Definition 0.3. An homomorphism from a structure A to B is a mapping that preserve the
membership in all relations. A strong homomorphism also preserve non-membership. An embedding
is an isomorphism of substructures. A strong embedding is an embedding wich is also a strong
homomorphism.
The p-X problem is :
Instance : Structures A and B
Parameter : ||A||
Problem : Decide whether there exist a X from A to B.
Proposition 0.4. All those p-X problems are A[1]-complete.
Definition 0.5. The p-short-PCP is :
Instance : Pairs of strings over Σ (a1 , b1 ) . . . (an , bn ), k ∈ N
Parameter : k
Problem : Decide if there are i1 , . . . , ik ∈ [1, n] such that ai1 .ai2 . . . ain = bi1 .bi2 . . . bin
Proposition 0.6. All p-short-PCP is A[1]-complete.
Definition 0.7. The p-WD[φ] is :
Instance : A structure A and k ∈ N
Parameter : k
Problem : Decide whether A |= ϕ(S) for a relation S of size k.
Define Clique, vertex-cover, dominating-set and hitting-set that way.
Definition 0.8. a circuit C is k-satisfiable if it is satisfied by a tuple of weight k, ie with k true
variables.
The p-WSAT is :
Instance : A circuit C and k ∈ N
Parameter : k
Problem : Decide whether C is k satisfiable.
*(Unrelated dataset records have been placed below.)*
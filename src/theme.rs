use ratatui::style::{Color, Modifier, Style};
use serde::Deserialize;

#[derive(Debug, Clone, PartialEq)]
pub struct Theme {
    pub name: String,
    pub header: Style,
    pub border: Style,
    pub dim: Style,
    pub status: Style,
    pub error: Style,
    /// Table rows at even indices (first, third, ...).
    pub row_even: Style,
    pub row_odd: Style,
    pub total: Style,
}

impl Default for Theme {
    fn default() -> Self {
        Self {
            name: "default".to_string(),
            header: Style::default().fg(Color::White).add_modifier(Modifier::BOLD),
            border: Style::default().fg(Color::Gray),
            dim: Style::default().fg(Color::DarkGray),
            status: Style::default().fg(Color::White).bg(Color::DarkGray),
            error: Style::default().fg(Color::LightRed).add_modifier(Modifier::BOLD),
            row_even: Style::default().fg(Color::Black).bg(Color::Rgb(0xf2, 0xf2, 0xf2)),
            row_odd: Style::default().fg(Color::Black).bg(Color::Rgb(0xff, 0xff, 0xff)),
            total: Style::default().add_modifier(Modifier::BOLD),
        }
    }
}

impl Theme {
    /// Get a built-in preset by name.
    pub fn preset(name: &str) -> Self {
        match name {
            "dracula" => Self::dracula(),
            "gruvbox" => Self::gruvbox(),
            "nord" => Self::nord(),
            _ => Self::default(),
        }
    }

    fn dracula() -> Self {
        let fg = Color::Rgb(248, 248, 242);
        Self {
            name: "dracula".to_string(),
            header: Style::default().fg(fg).add_modifier(Modifier::BOLD),
            border: Style::default().fg(Color::Rgb(68, 71, 90)),
            dim: Style::default().fg(Color::Rgb(98, 114, 164)),
            status: Style::default().fg(fg).bg(Color::Rgb(68, 71, 90)),
            error: Style::default().fg(Color::Rgb(255, 85, 85)).add_modifier(Modifier::BOLD),
            row_even: Style::default().fg(fg).bg(Color::Rgb(68, 71, 90)),
            row_odd: Style::default().fg(fg).bg(Color::Rgb(40, 42, 54)),
            total: Style::default().fg(Color::Rgb(189, 147, 249)).add_modifier(Modifier::BOLD),
        }
    }

    fn gruvbox() -> Self {
        let fg = Color::Rgb(235, 219, 178);
        Self {
            name: "gruvbox".to_string(),
            header: Style::default().fg(fg).add_modifier(Modifier::BOLD),
            border: Style::default().fg(Color::Rgb(102, 92, 84)),
            dim: Style::default().fg(Color::Rgb(146, 131, 116)),
            status: Style::default().fg(fg).bg(Color::Rgb(80, 73, 69)),
            error: Style::default().fg(Color::Rgb(251, 73, 52)).add_modifier(Modifier::BOLD),
            row_even: Style::default().fg(fg).bg(Color::Rgb(60, 56, 54)),
            row_odd: Style::default().fg(fg).bg(Color::Rgb(40, 40, 40)),
            total: Style::default().fg(Color::Rgb(250, 189, 47)).add_modifier(Modifier::BOLD),
        }
    }

    fn nord() -> Self {
        let fg = Color::Rgb(229, 233, 240);
        Self {
            name: "nord".to_string(),
            header: Style::default().fg(fg).add_modifier(Modifier::BOLD),
            border: Style::default().fg(Color::Rgb(67, 76, 94)),
            dim: Style::default().fg(Color::Rgb(76, 86, 106)),
            status: Style::default().fg(fg).bg(Color::Rgb(67, 76, 94)),
            error: Style::default().fg(Color::Rgb(191, 97, 106)).add_modifier(Modifier::BOLD),
            row_even: Style::default().fg(fg).bg(Color::Rgb(59, 66, 82)),
            row_odd: Style::default().fg(fg).bg(Color::Rgb(46, 52, 64)),
            total: Style::default().fg(Color::Rgb(136, 192, 208)).add_modifier(Modifier::BOLD),
        }
    }

    /// Style for the table row at `index`, alternating by parity.
    pub fn row(&self, index: usize) -> Style {
        if index % 2 == 0 {
            self.row_even
        } else {
            self.row_odd
        }
    }
}

// ── TOML config types ──

/// `[theme]` table of the config file.
#[derive(Debug, Clone, Deserialize, Default, PartialEq)]
#[serde(default)]
pub struct ThemeConfig {
    pub preset: Option<String>,
    pub header_fg: Option<String>,
    pub border_fg: Option<String>,
    pub dim_fg: Option<String>,
    pub status_fg: Option<String>,
    pub status_bg: Option<String>,
    pub error_fg: Option<String>,
    pub row_even_bg: Option<String>,
    pub row_odd_bg: Option<String>,
    pub total_fg: Option<String>,
}

impl ThemeConfig {
    pub fn to_theme(&self) -> Theme {
        // Start from preset or default
        let mut theme = self
            .preset
            .as_deref()
            .map(Theme::preset)
            .unwrap_or_default();

        let color = |value: &Option<String>| value.as_deref().and_then(parse_color);

        if let Some(c) = color(&self.header_fg) {
            theme.header = theme.header.fg(c);
        }
        if let Some(c) = color(&self.border_fg) {
            theme.border = theme.border.fg(c);
        }
        if let Some(c) = color(&self.dim_fg) {
            theme.dim = theme.dim.fg(c);
        }
        if let Some(c) = color(&self.status_fg) {
            theme.status = theme.status.fg(c);
        }
        if let Some(c) = color(&self.status_bg) {
            theme.status = theme.status.bg(c);
        }
        if let Some(c) = color(&self.error_fg) {
            theme.error = theme.error.fg(c);
        }
        if let Some(c) = color(&self.row_even_bg) {
            theme.row_even = theme.row_even.bg(c);
        }
        if let Some(c) = color(&self.row_odd_bg) {
            theme.row_odd = theme.row_odd.bg(c);
        }
        if let Some(c) = color(&self.total_fg) {
            theme.total = theme.total.fg(c);
        }

        theme
    }
}

/// Parse a color string: hex "#rrggbb", or named colors.
pub fn parse_color(s: &str) -> Option<Color> {
    let s = s.trim();
    if let Some(hex) = s.strip_prefix('#') {
        if hex.len() != 6 || !hex.is_ascii() {
            return None;
        }
        let r = u8::from_str_radix(&hex[0..2], 16).ok()?;
        let g = u8::from_str_radix(&hex[2..4], 16).ok()?;
        let b = u8::from_str_radix(&hex[4..6], 16).ok()?;
        return Some(Color::Rgb(r, g, b));
    }
    match s.to_lowercase().as_str() {
        "black" => Some(Color::Black),
        "red" => Some(Color::Red),
        "green" => Some(Color::Green),
        "yellow" => Some(Color::Yellow),
        "blue" => Some(Color::Blue),
        "magenta" => Some(Color::Magenta),
        "cyan" => Some(Color::Cyan),
        "white" => Some(Color::White),
        "gray" | "grey" => Some(Color::Gray),
        "darkgray" | "darkgrey" => Some(Color::DarkGray),
        "lightred" => Some(Color::LightRed),
        "lightgreen" => Some(Color::LightGreen),
        "lightyellow" => Some(Color::LightYellow),
        "lightblue" => Some(Color::LightBlue),
        "lightmagenta" => Some(Color::LightMagenta),
        "lightcyan" => Some(Color::LightCyan),
        _ => None,
    }
}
Definition 0.9. The p-Bounded-NTM-Halt problem is :
Instance : A non-deterministic Turing machine M , n ∈ N in unary, and k ∈ N
Parameter : k
Problem : Decide whether M accepts the empty string in at most n steps and using at most k
non-deterministic steps.
show that p − W SAT ≡FPT p − Bounded − N T M − Halt.